Although gun control groups have complained that Obama has done little to support their cause, Romney took a page from the NRA leadership, which has been saying that the president is waiting for a second term to crack down on firearms. He warned that Obama would “remake” the Supreme Court in a second term, threatening constitutional freedoms.
“In a second term, he would be unrestrained by the demands of re-election,” Romney told a crowd estimated at 6,000 in the cavernous Edward Jones Dome. “As he told the Russian president last month when he thought no one else was listening, after a re-election he’ll have a lot more, quote, ‘flexibility’ to do what he wants. I’m not exactly sure what he meant by that, but looking at his first three years, I have a very good idea.”
Referring specifically to the right to bear arms, Romney said: “If we are going to safeguard our 2nd Amendment, it is time to elect a president who will defend the rights President Obama ignores or minimizes.

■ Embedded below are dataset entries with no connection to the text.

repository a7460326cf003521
pub mod error;
pub mod port;
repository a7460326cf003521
use serde::{Deserialize, Serialize};

/// # Summary
/// 综合评分对应的字母等级。
///
/// # Invariants
/// - 声明顺序即优劣顺序：A 最好，F 最差。
#[derive(Debug, Clone, Copy, PartialEq, Eq, PartialOrd, Ord, Hash, Serialize, Deserialize)]
pub enum Grade {
    A,
    B,
    C,
    D,
    F,
}

impl std::fmt::Display for Grade {
    fn fmt(&self, f: &mut std::fmt::Formatter<'_>) -> std::fmt::Result {
        match self {
            Grade::A => write!(f, "A"),
            Grade::B => write!(f, "B"),
            Grade::C => write!(f, "C"),
            Grade::D => write!(f, "D"),
            Grade::F => write!(f, "F"),
        }
    }
}

impl std::str::FromStr for Grade {
    type Err = String;

    fn from_str(s: &str) -> Result<Self, Self::Err> {
        match s {
            "A" => Ok(Grade::A),
            "B" => Ok(Grade::B),
            "C" => Ok(Grade::C),
            "D" => Ok(Grade::D),
            "F" => Ok(Grade::F),
            _ => Err(format!("Unknown Grade: {}", s)),
        }
    }
}

/// # Summary
/// 快照数据质量。STALE 表示本周期获取失败，沿用了上一周期的结果。
#[derive(Debug, Clone, Copy, PartialEq, Eq, Serialize, Deserialize)]
#[serde(rename_all = "SCREAMING_SNAKE_CASE")]
pub enum DataQuality {
    Fresh,
    Stale,
}

impl std::fmt::Display for DataQuality {
    fn fmt(&self, f: &mut std::fmt::Formatter<'_>) -> std::fmt::Result {
        match self {
            DataQuality::Fresh => write!(f, "FRESH"),
            DataQuality::Stale => write!(f, "STALE"),
        }
    }
}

I will.”
Romney’s speech came at the NRA’s Leadership Forum, which always draws top conservative speakers. Also expected to speak Friday were three of Romney’s former rivals for the GOP nomination, former Sen. Rick Santorum, former House Speaker Newt Gingrich and Texas Gov. Rick Perry, as well as a panoply of other Republican stars, including House Majority Leader Eric Cantor, Louisiana Gov. Bobby Jindal, Sens.Chuck Grassley and Roy Blunt, and Rep. Darrell Issa.
Most of the other speakers could claim a friendlier history with the NRA than Romney, who supported strict gun control measures as governor of Massachusetts and once said he didn’t “line up” with the gun rights group. But the NRA leadership has thrown its weight behind Romney, whom it sees as preferable to Obama, and Romney received several standing ovations during his speech.

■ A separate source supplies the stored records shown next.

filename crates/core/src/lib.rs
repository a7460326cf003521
//! Kanshi 监控引擎的领域核心。
//!
//! 仅包含实体、端口 (Trait) 与错误定义，不依赖任何具体基础设施。
//! 适配器 crate (store / feed / notify) 实现这里的端口，
//! `kanshi-manager` 只面向这些抽象编排监控周期。

pub mod alert;
pub mod common;
pub mod config;
pub mod market;
pub mod monitor;
pub mod notify;
pub mod score;
pub mod signal;
pub mod store;

#[cfg(feature = "test-utils")]
pub mod testing;
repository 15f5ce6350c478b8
use std::sync::Arc;

use axum::{routing::get, Router};

use emergency_tracking_cell::router::emergency_tracking_routes;
use emergency_tracking_cell::TrackingError;
use shared_config::AppConfig;

pub fn create_router(state: Arc<AppConfig>) -> Result<Router, TrackingError> {
    Ok(Router::new()
        .route("/", get(|| async { "MediLink API is running!" }))
        .nest("/emergency", emergency_tracking_routes(state)?))
}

Although Obama has not been responsible for any notable gun control measures, the organization has been sharply critical of some of his appointments, especially that of Eric Holder as attorney general.

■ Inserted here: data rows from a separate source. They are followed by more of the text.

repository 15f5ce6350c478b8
use std::time::Duration;

use reqwest::{
    header::{HeaderMap, HeaderValue, AUTHORIZATION, CONTENT_TYPE},
    Client, Method, Response,
};
use serde::de::DeserializeOwned;
use serde_json::Value;
use tracing::{debug, error};

use shared_config::AppConfig;

use crate::error::ApiError;

/// REST client for the emergency backend.
pub struct ApiClient {
    client: Client,
    base_url: String,
    auth_token: Option<String>,
}

impl ApiClient {
    pub fn new(config: &AppConfig) -> Result<Self, ApiError> {
        let client = Client::builder()
            .timeout(Duration::from_millis(config.request_timeout_ms))
            .build()?;

        Ok(Self {
            client,
            base_url: config.emergency_api_url.trim_end_matches('/').to_string(),
            auth_token: config.emergency_api_token.clone(),
        })
    }

    fn get_headers(&self) -> Result<HeaderMap, ApiError> {
        let mut headers = HeaderMap::new();

        headers.insert(CONTENT_TYPE, HeaderValue::from_static("application/json"));

        if let Some(token) = &self.auth_token {
            let value = HeaderValue::from_str(&format!("Bearer {}", token))
                .map_err(|e| ApiError::InvalidHeader(e.to_string()))?;
            headers.insert(AUTHORIZATION, value);
        }

        Ok(headers)
    }

    async fn send(&self, method: Method, path: &str, body: Option<Value>) -> Result<Response, ApiError> {
        let url = format!("{}{}", self.base_url, path);
        debug!("Making {} request to {}", method, url);

        let mut req = self.client.request(method, &url).headers(self.get_headers()?);

        if let Some(body_data) = body {
            req = req.json(&body_data);
        }

        let response = req.send().await?;

        let status = response.status();
        if !status.is_success() {
            let error_text = response.text().await.unwrap_or_default();
            error!("API error ({}): {}", status, error_text);

            return Err(match status.as_u16() {
                401 | 403 => ApiError::Unauthorized(error_text),
                404 => ApiError::NotFound(error_text),
                code => ApiError::Status { status: code, body: error_text },
            });
        }

        Ok(response)
    }

    pub async fn request<T>(&self, method: Method, path: &str, body: Option<Value>) -> Result<T, ApiError>
    where
        T: DeserializeOwned,
    {
        let response = self.send(method, path, body).await?;
        let text = response.text().await?;
        Ok(serde_json::from_str(&text)?)
    }

    /// Like [`request`](Self::request) but an empty 2xx body yields `None`.
    pub async fn request_optional<T>(
        &self,
        method: Method,
        path: &str,
        body: Option<Value>,
    ) -> Result<Option<T>, ApiError>
    where
        T: DeserializeOwned,
    {
        let response = self.send(method, path, body).await?;
        let text = response.text().await?;
        if text.trim().is_empty() {
            return Ok(None);
        }
        Ok(Some(serde_json::from_str(&text)?))
    }

    pub fn get_base_url(&self) -> &str {
        &self.base_url
    }
}
use thiserror::Error;

#[derive(Error, Debug)]
pub enum ApiError {
    #[error("Transport error: {0}")]
    Transport(#[from] reqwest::Error),

    #[error("Authentication error: {0}")]
    Unauthorized(String),

    #[error("Resource not found: {0}")]
    NotFound(String),

    #[error("API error ({status}): {body}")]
    Status { status: u16, body: String },

    #[error("Failed to decode response: {0}")]
    Decode(#[from] serde_json::Error),

    #[error("Invalid header value: {0}")]
    InvalidHeader(String),
}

Before Romney spoke, the NRA’s legislative director, Chris Cox, showed a video clip that he said depicted a Holder speech from 1995. In it, the future attorney general spoke about the need to “really brainwash people to think about guns in a vastly different way.”
“So let’s state this in very clear terms,” Cox said. “President Obama needs to fire Eric Holder, and in November, we need to fire the president.”
Even before Romney’s speech, the Obama campaign hit back with a statement attacking the presumptive GOP nominee, along with a hefty file of news clippings intended to show that he had a checkered history on gun rights.